| Problem details |
The lines from the start of the records through the one containing "let config = load_config(config)?;" are to be transcribed exactly, and nothing else.

(Stored data entries)
****************

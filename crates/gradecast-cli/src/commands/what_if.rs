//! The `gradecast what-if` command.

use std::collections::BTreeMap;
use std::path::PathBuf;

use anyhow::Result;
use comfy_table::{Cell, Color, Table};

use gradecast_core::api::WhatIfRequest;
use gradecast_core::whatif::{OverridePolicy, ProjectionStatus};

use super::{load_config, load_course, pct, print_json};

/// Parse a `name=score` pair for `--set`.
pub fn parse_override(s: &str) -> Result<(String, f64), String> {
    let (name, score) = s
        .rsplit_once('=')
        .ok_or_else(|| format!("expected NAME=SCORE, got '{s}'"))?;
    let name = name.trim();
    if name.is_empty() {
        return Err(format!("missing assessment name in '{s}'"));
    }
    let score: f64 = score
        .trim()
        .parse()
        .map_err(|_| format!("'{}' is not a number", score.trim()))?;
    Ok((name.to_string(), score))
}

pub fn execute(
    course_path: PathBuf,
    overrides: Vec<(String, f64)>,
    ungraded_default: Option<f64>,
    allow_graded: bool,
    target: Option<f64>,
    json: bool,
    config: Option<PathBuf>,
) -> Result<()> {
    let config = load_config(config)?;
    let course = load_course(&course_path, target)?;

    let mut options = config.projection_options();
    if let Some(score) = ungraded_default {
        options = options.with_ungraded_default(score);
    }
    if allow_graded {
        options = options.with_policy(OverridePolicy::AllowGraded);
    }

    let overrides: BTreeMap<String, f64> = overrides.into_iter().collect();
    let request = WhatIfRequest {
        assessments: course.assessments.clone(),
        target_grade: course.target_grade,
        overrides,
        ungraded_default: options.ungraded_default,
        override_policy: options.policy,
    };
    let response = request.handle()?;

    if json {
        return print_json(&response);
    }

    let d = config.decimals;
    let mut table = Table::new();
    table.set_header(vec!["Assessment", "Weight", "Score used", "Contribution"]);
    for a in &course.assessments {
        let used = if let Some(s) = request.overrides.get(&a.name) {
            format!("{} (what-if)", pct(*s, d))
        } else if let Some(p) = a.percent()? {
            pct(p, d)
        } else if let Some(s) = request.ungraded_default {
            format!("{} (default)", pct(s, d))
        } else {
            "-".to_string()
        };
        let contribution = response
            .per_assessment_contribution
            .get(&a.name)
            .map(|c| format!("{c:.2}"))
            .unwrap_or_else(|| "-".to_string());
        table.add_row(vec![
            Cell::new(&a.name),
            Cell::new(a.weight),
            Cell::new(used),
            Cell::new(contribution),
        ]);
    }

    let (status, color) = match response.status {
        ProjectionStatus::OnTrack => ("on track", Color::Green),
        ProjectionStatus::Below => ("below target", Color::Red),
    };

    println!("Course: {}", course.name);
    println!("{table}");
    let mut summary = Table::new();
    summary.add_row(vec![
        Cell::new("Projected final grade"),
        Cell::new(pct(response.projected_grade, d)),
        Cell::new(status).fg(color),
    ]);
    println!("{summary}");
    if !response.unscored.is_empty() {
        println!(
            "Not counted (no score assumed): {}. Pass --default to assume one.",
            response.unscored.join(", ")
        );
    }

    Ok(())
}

****************

| Answer to the exercise |
filename crates/gradecast-cli/src/commands/what_if.rs
//! The `gradecast what-if` command.

use std::collections::BTreeMap;
use std::path::PathBuf;

use anyhow::Result;
use comfy_table::{Cell, Color, Table};

use gradecast_core::api::WhatIfRequest;
use gradecast_core::whatif::{OverridePolicy, ProjectionStatus};

use super::{load_config, load_course, pct, print_json};

/// Parse a `name=score` pair for `--set`.
pub fn parse_override(s: &str) -> Result<(String, f64), String> {
    let (name, score) = s
        .rsplit_once('=')
        .ok_or_else(|| format!("expected NAME=SCORE, got '{s}'"))?;
    let name = name.trim();
    if name.is_empty() {
        return Err(format!("missing assessment name in '{s}'"));
    }
    let score: f64 = score
        .trim()
        .parse()
        .map_err(|_| format!("'{}' is not a number", score.trim()))?;
    Ok((name.to_string(), score))
}

pub fn execute(
    course_path: PathBuf,
    overrides: Vec<(String, f64)>,
    ungraded_default: Option<f64>,
    allow_graded: bool,
    target: Option<f64>,
    json: bool,
    config: Option<PathBuf>,
) -> Result<()> {
    let config = load_config(config)?;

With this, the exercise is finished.